But we need to break it up into 4 intervals. So that's 1 pi, 2 pi, 3 pi, and 4 pi. Sine starts at the center, then it goes up, back to the middle, down, and then back to the middle. So we're going to have a graph that looks like that. So if you have a fraction, what's going to happen is it's going to stretch horizontally.
Let's try another example. Let's graph 4 cosine pi x. So first, identify the amplitude and the period. The amplitude is simply 4 in this example, and the period is 2 pi over b. In this case, b is the number in front of x, so b is pi.
2 pi divided by pi is 2. So that's the period in this example. So let's go ahead and make a graph. So the amplitude is 4. So it's going to vary from 4 and negative 4. The period is 2. So 2 should be about here.

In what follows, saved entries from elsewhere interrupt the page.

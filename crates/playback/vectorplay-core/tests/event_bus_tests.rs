use std::cell::RefCell;
use std::rc::Rc;

use vectorplay_core::{EventBus, EventKind, Listener, PlaybackError, PlayerEvent, PlayerId};

fn event(kind: EventKind) -> PlayerEvent {
    PlayerEvent::new(kind, PlayerId::new(), 0.0)
}

/// Listener that appends `tag` to `log`
fn tagged(log: &Rc<RefCell<Vec<&'static str>>>, tag: &'static str) -> Listener {
    let log = Rc::clone(log);
    Listener::infallible(move |_| log.borrow_mut().push(tag))
}

#[test]
fn emit_calls_listeners_in_registration_order() {
    let bus = EventBus::new();
    let log = Rc::new(RefCell::new(Vec::new()));
    bus.on(EventKind::Play, &tagged(&log, "a"));
    bus.on(EventKind::Play, &tagged(&log, "b"));
    bus.on(EventKind::Play, &tagged(&log, "c"));

    assert_eq!(bus.emit(&event(EventKind::Play)), 3);
    assert_eq!(*log.borrow(), vec!["a", "b", "c"]);
}

#[test]
fn same_listener_registers_once_per_kind() {
    let bus = EventBus::new();
    let log = Rc::new(RefCell::new(Vec::new()));
    let listener = tagged(&log, "x");
    bus.on(EventKind::Frame, &listener);
    bus.on(EventKind::Frame, &listener.clone());
    bus.on(EventKind::Stop, &listener);

    assert_eq!(bus.listener_count(EventKind::Frame), 1);
    bus.emit(&event(EventKind::Frame));
    bus.emit(&event(EventKind::Stop));
    assert_eq!(*log.borrow(), vec!["x", "x"]);
}

#[test]
fn off_removes_one_or_all_and_drops_empty_kinds() {
    let bus = EventBus::new();
    let log = Rc::new(RefCell::new(Vec::new()));
    let a = tagged(&log, "a");
    let b = tagged(&log, "b");
    bus.on(EventKind::Pause, &a);
    bus.on(EventKind::Pause, &b);
    bus.on(EventKind::Load, &a);

    bus.off(EventKind::Pause, Some(&a));
    assert_eq!(bus.listener_count(EventKind::Pause), 1);
    bus.off(EventKind::Pause, Some(&b));
    assert!(!bus.has_listeners(EventKind::Pause));

    // Absent kind and listener are no-ops
    bus.off(EventKind::Pause, Some(&b));
    bus.off(EventKind::Error, None);

    bus.off(EventKind::Load, None);
    assert_eq!(bus.kind_count(), 0);
    assert_eq!(bus.emit(&event(EventKind::Load)), 0);
    assert!(log.borrow().is_empty());
}

#[test]
fn listeners_added_during_dispatch_wait_for_next_emit() {
    let bus = EventBus::new();
    let log = Rc::new(RefCell::new(Vec::new()));
    let late = tagged(&log, "late");

    let registrar = {
        let bus = bus.clone();
        let log = Rc::clone(&log);
        let late = late.clone();
        Listener::infallible(move |_| {
            log.borrow_mut().push("registrar");
            bus.on(EventKind::Complete, &late);
        })
    };
    bus.on(EventKind::Complete, &registrar);

    bus.emit(&event(EventKind::Complete));
    assert_eq!(*log.borrow(), vec!["registrar"]);

    bus.emit(&event(EventKind::Complete));
    assert_eq!(*log.borrow(), vec!["registrar", "registrar", "late"]);
}

#[test]
fn listeners_removed_during_dispatch_still_run_this_pass() {
    let bus = EventBus::new();
    let log = Rc::new(RefCell::new(Vec::new()));
    let victim = tagged(&log, "victim");

    let remover = {
        let bus = bus.clone();
        let victim = victim.clone();
        Listener::infallible(move |_| bus.off(EventKind::Freeze, Some(&victim)))
    };
    bus.on(EventKind::Freeze, &remover);
    bus.on(EventKind::Freeze, &victim);

    bus.emit(&event(EventKind::Freeze));
    assert_eq!(*log.borrow(), vec!["victim"]);

    bus.emit(&event(EventKind::Freeze));
    assert_eq!(*log.borrow(), vec!["victim"]);
    assert_eq!(bus.listener_count(EventKind::Freeze), 1);
}

#[test]
fn faulty_listeners_do_not_stop_siblings_or_later_emits() {
    let bus = EventBus::new();
    let log = Rc::new(RefCell::new(Vec::new()));
    bus.on(
        EventKind::Error,
        &Listener::new(|_| Err(anyhow::anyhow!("listener refused"))),
    );
    bus.on(EventKind::Error, &Listener::infallible(|_| panic!("listener exploded")));
    bus.on(EventKind::Error, &tagged(&log, "sibling"));

    assert_eq!(bus.emit(&event(EventKind::Error)), 1);
    assert_eq!(*log.borrow(), vec!["sibling"]);
    assert_eq!(bus.fault_count(), 2);

    match bus.take_last_fault() {
        Some(PlaybackError::ListenerFault { kind, reason }) => {
            assert_eq!(kind, EventKind::Error);
            assert!(reason.contains("exploded"), "{reason}");
        }
        other => panic!("expected a listener fault, got {other:?}"),
    }
    assert!(bus.take_last_fault().is_none());

    assert_eq!(bus.emit(&event(EventKind::Error)), 1);
    assert_eq!(*log.borrow(), vec!["sibling", "sibling"]);
    assert_eq!(bus.fault_count(), 4);
}

#[test]
fn clones_share_the_registry_and_clear_empties_it() {
    let bus = EventBus::new();
    let other = bus.clone();
    let log = Rc::new(RefCell::new(Vec::new()));
    other.on(EventKind::Unfreeze, &tagged(&log, "u"));
    assert!(bus.has_listeners(EventKind::Unfreeze));

    bus.clear();
    assert_eq!(other.kind_count(), 0);
    assert_eq!(other.emit(&event(EventKind::Unfreeze)), 0);
}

And we need to break it into four parts. So this is 1, 1 half, and then between 1 and 2, you add them up. 1 plus 2 is 3. Then you average it, or you divide it by 2. So it's 3 over 2. So those are the four points of interest.
Cosine starts at the top. Then it's going to go to the middle, and then back to the bottom, to the middle, and to the top. So we're going to have a graph that looks like this. That's one cycle.
And if we wish to extend it to draw another cycle, this is going to be 3. Next one is 2.5, or 5 over 2. And then 3 plus 4 is 7, but then divided by 2. So 3.5 is 7 over 2. The next point is going to be at the middle, and then back to the bottom, back to the middle, and then to the top. And that's it. So that's how you can graph 4 cosine pi x. So when you find your period, make sure you put that first on the x-axis, and then break it into 4 intervals.
Now what is the domain and range of this function? As you recall, the domain for any sine or cosine wave is R-row numbers. The range is from negative 4 to 4. It's from the lowest y-value to the highest y-value. Now let's talk about what to do when there's a vertical shift. Let's say if we wish to graph sine x plus 3. So the vertical shift is 3. The amplitude is 1. So what you want to do first is you want to plot the vertical shift.
So at 3, I'm going to draw a horizontal line. That's going to be the new center of the graph. The amplitude is 1, so sine is going to vary 1 unit higher than the midline and 1 unit lower than it.
So it's going to vary between 2 and 4. Now we're still going to plot just one period. So let's write our four key points. Sine starts at the top, and then it goes to the middle. Actually, I take that back.
Sine starts at the middle, and then it goes to the top, and then back to the middle, to the bottom, and then back to the middle. So this would be one sine wave. So that's how you can graph sine x plus 3. Let's try another example. Let's graph two periods of 2 cosine x.
Minus 1. So this is going to be 1 cycle. And 2 cycle. But let's start with the first cycle.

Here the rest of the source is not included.